I am not sure why....well maybe I do.
 
I am being tested it seems, or poked...or taunted, still unsure how I am reacting to that.
Maybe that is why I am unsure if it is melancholy or not.
 
I found out a friend is doing IVF, I have a new niece, one dozen children play daily outside my front door (literally, our front door and garage door are the start and end points of their games),
I got bamboozled into a yoga class this week taught by a woman who is visibly pregnant,
I have purposely not taken her classes as I am selfish and don't want to spend my hour thinking about her uterus being full with a baby.
It twisted my mind so much, that I wasn't focused in class,  and I imagined the sounds coming from outside the studio were those of crying babies and it pissed me off and I wanted to run from the class.
She mentions that she is pregnant in every class she teaches and looks like she swallowed a basketball.

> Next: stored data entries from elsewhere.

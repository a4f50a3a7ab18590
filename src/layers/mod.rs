use crate::Tensor;
use rand::rngs::StdRng;

mod avg_pool;
mod batch_norm;
mod conv;
mod dropout;
mod log_softmax;
mod safe_log;
mod square;

pub use avg_pool::{AvgPool, AvgPoolBackwardContext, AvgPoolForwardContext};
pub use batch_norm::{BatchNorm, BatchNormBackwardContext, BatchNormForwardContext};
pub use conv::{Conv, ConvBackwardContext, ConvForwardContext};
pub use dropout::{Dropout, DropoutBackwardContext, DropoutForwardContext};
pub use log_softmax::{LogSoftmax, LogSoftmaxBackwardContext, LogSoftmaxForwardContext};
pub use safe_log::{SafeLog, SafeLogBackwardContext, SafeLogForwardContext};
pub use square::{Square, SquareBackwardContext, SquareForwardContext};

/// Whether a forward pass is part of training or evaluation.
///
/// Training passes carry the random generator used for dropout masks,
/// so a seeded run is reproducible end to end.
pub enum ForwardMode<'a> {
    Train(&'a mut StdRng),
    Eval,
}

impl ForwardMode<'_> {
    pub fn is_training(&self) -> bool {
        matches!(self, ForwardMode::Train(_))
    }
}

/// Available neural network layers
#[derive(Debug)]
pub enum Layer {
    Conv(Conv),
    BatchNorm(BatchNorm),
    Square(Square),
    AvgPool(AvgPool),
    SafeLog(SafeLog),
    Dropout(Dropout),
    LogSoftmax(LogSoftmax),
}

/// Layer-specific context from forward pass for backpropagation
#[derive(Debug)]
pub enum LayerForwardContext {
    Conv(ConvForwardContext),
    BatchNorm(BatchNormForwardContext),
    Square(SquareForwardContext),
    AvgPool(AvgPoolForwardContext),
    SafeLog(SafeLogForwardContext),
    Dropout(DropoutForwardContext),
    LogSoftmax(LogSoftmaxForwardContext),
}

/// Layer-specific gradients and other backward pass information
#[derive(Debug)]
pub enum LayerBackwardContext {
    Conv(ConvBackwardContext),
    BatchNorm(BatchNormBackwardContext),
    Square(SquareBackwardContext),
    AvgPool(AvgPoolBackwardContext),
    SafeLog(SafeLogBackwardContext),
    Dropout(DropoutBackwardContext),
    LogSoftmax(LogSoftmaxBackwardContext),
}

impl Layer {
    /// Performs forward pass through the layer
    /// Returns output tensor and context needed for backward pass
    pub fn forward(&self, input: Tensor, mode: &mut ForwardMode) -> (Tensor, LayerForwardContext) {
        match self {
            Layer::Conv(conv) => conv.forward(input, mode),
            Layer::BatchNorm(batchnorm) => batchnorm.forward(input, mode),
            Layer::Square(square) => square.forward(input, mode),
            Layer::AvgPool(pool) => pool.forward(input, mode),
            Layer::SafeLog(safe_log) => safe_log.forward(input, mode),
            Layer::Dropout(dropout) => dropout.forward(input, mode),
            Layer::LogSoftmax(log_softmax) => log_softmax.forward(input, mode),
        }
    }

    /// Performs backward pass through the layer
    /// Takes gradient from next layer and forward context, returns input gradient and backward context
    pub fn backward(
        &self,
        grad: Tensor,
        context: &LayerForwardContext,
    ) -> (Tensor, LayerBackwardContext) {
        match (self, context) {
            (Layer::Conv(conv), LayerForwardContext::Conv(context)) => conv.backward(grad, context),
            (Layer::BatchNorm(batchnorm), LayerForwardContext::BatchNorm(context)) => {
                batchnorm.backward(grad, context)
            }
            (Layer::Square(square), LayerForwardContext::Square(context)) => {
                square.backward(grad, context)
            }
            (Layer::AvgPool(pool), LayerForwardContext::AvgPool(context)) => {
                pool.backward(grad, context)
            }
            (Layer::SafeLog(safe_log), LayerForwardContext::SafeLog(context)) => {
                safe_log.backward(grad, context)
            }
            (Layer::Dropout(dropout), LayerForwardContext::Dropout(context)) => {
                dropout.backward(grad, context)
            }
            (Layer::LogSoftmax(log_softmax), LayerForwardContext::LogSoftmax(context)) => {
                log_softmax.backward(grad, context)
            }
            _ => unreachable!("forward context does not belong to this layer"),
        }
    }

    /// Updates layer state after backward pass
    pub fn update_state(
        &mut self,
        forward_context: &LayerForwardContext,
        backward_context: &LayerBackwardContext,
    ) {
        match (self, forward_context, backward_context) {
            (
                Layer::BatchNorm(batchnorm),
                LayerForwardContext::BatchNorm(forward_context),
                LayerBackwardContext::BatchNorm(backward_context),
            ) => {
                batchnorm.update_running_stats(forward_context);
                batchnorm.update_grads(backward_context);
            }
            (
                Layer::Conv(conv),
                LayerForwardContext::Conv(_forward_context),
                LayerBackwardContext::Conv(backward_context),
            ) => {
                conv.update_grads(backward_context);
            }
            _ => {}
        };
    }

    /// Returns references to layer's trainable parameters,
    /// used during optimizer initialization
    pub fn get_parameters(&self) -> Vec<&Tensor> {
        match self {
            Layer::BatchNorm(batchnorm) => batchnorm.get_parameters(),
            Layer::Conv(conv) => conv.get_parameters(),
            _ => vec![],
        }
    }

    /// Returns mutable references to parameters paired with their gradients,
    /// used by optimizer to update parameters
    pub fn get_parameter_pairs(&mut self) -> Vec<(&mut Tensor, &Tensor)> {
        match self {
            Layer::BatchNorm(batchnorm) => batchnorm.get_parameter_pairs(),
            Layer::Conv(conv) => conv.get_parameter_pairs(),
            _ => vec![],
        }
    }

    /// Resets accumulated gradients to zero after parameter update
    pub fn clear_grads(&mut self) {
        match self {
            Layer::BatchNorm(batchnorm) => batchnorm.clear_grads(),
            Layer::Conv(conv) => conv.clear_grads(),
            _ => {}
        }
    }
}
use ndarray::Array3;
use rand::rngs::StdRng;
use rand::{Rng, SeedableRng};
use rand_distr::{Distribution, StandardNormal, Uniform};
use std::f32::consts::PI;

/// Generates labelled EEG-like trials whose classes differ in band power
///
/// Every channel carries Gaussian noise. Trials of class `k` add an
/// oscillation of a class-specific frequency on channel `k % n_chans`, so the
/// classes are separable by the power of one channel in one band. Labels
/// cycle through `0..n_classes` in trial order.
///
/// # Arguments
/// * `n_trials` - Number of trials
/// * `n_chans` - Number of channels
/// * `n_times` - Number of time samples per trial
/// * `n_classes` - Number of classes
/// * `seed` - Seed for noise and oscillation phases
///
/// # Returns
/// Trials shaped (trials, channels, time samples) and their labels
pub fn band_power_trials(
    n_trials: usize,
    n_chans: usize,
    n_times: usize,
    n_classes: usize,
    seed: u64,
) -> (Array3<f32>, Vec<usize>) {
    let mut rng = StdRng::seed_from_u64(seed);
    let phase = Uniform::new(0.0f32, 2.0 * PI);

    let labels: Vec<usize> = (0..n_trials).map(|i| i % n_classes.max(1)).collect();
    let mut trials = Array3::zeros((n_trials, n_chans, n_times));

    for (i, &label) in labels.iter().enumerate() {
        let frequency = 0.04 + 0.06 * label as f32;
        let source = label % n_chans.max(1);
        let offset = phase.sample(&mut rng);
        let amplitude = 1.5 + rng.gen::<f32>();

        for c in 0..n_chans {
            for t in 0..n_times {
                let mut value = 0.5 * rng.sample::<f32, _>(StandardNormal);
                if c == source {
                    value += amplitude * (2.0 * PI * frequency * t as f32 + offset).sin();
                }
                trials[[i, c, t]] = value;
            }
        }
    }

    (trials, labels)
}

I heard her tell a student that her body was not meant to carry the weight of a baby, she misses being able to suck in her stomach...I rolled my eyes and fled to the lockers.
Ideally I can continue to avoid her classes.
 
There have been a lot of articles about infertility in the news recently,
And of course this sent me to do some Dr Googling on stage IV endometriosis and chance of pregnancy, with IVF or otherwise.
The verdict: less then 5%
It was a stark reality check again,
and in many ways reassuring that I am not missing something.
 
So back to the focus on my work and self and relationship and the life I want.
A mentor told me the other day that I need to really focus on what I want, career wise,
and then work backwards from that point so I can make that a goal a reality.
 
Once I let go of the feeling that I was doing something wrong, I was left feeling that I have work ahead of me; panic set in and then yesterday I sat down with my yellow pads of paper and started writing down what I want. What my goals are and now I am working on figuring out how to work back from that point to make them happen.
Big leaps are involved and there are big empty spots too....
focus focus focus focus
oh look a shiny thing....
*sigh*
I think my first task is focusing well
I am not quite sure what the point of this post was.....ugh

4 comments:

Mali said...

I think the point of your post was getting some thoughts out there. There doesn't have to be a conclusion. And the whole planning thing - it isn't easy. Believe me, I know. (And I need to focus more too. The internet is full of shiny things!)

Wolfers said...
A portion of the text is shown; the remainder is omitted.